══ Input for this task ══

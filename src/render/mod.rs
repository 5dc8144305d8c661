pub mod svg;
pub mod text;

pub use svg::SvgRenderer;
pub use text::render_report;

═══

▶ [What the task requires]: Each entry is to be given again, exactly as it stands.

▶ [Your response]:
filename src/render/mod.rs
repository 5dc8144305d8c661
pub mod svg;
pub mod text;

pub use svg::SvgRenderer;
pub use text::render_report;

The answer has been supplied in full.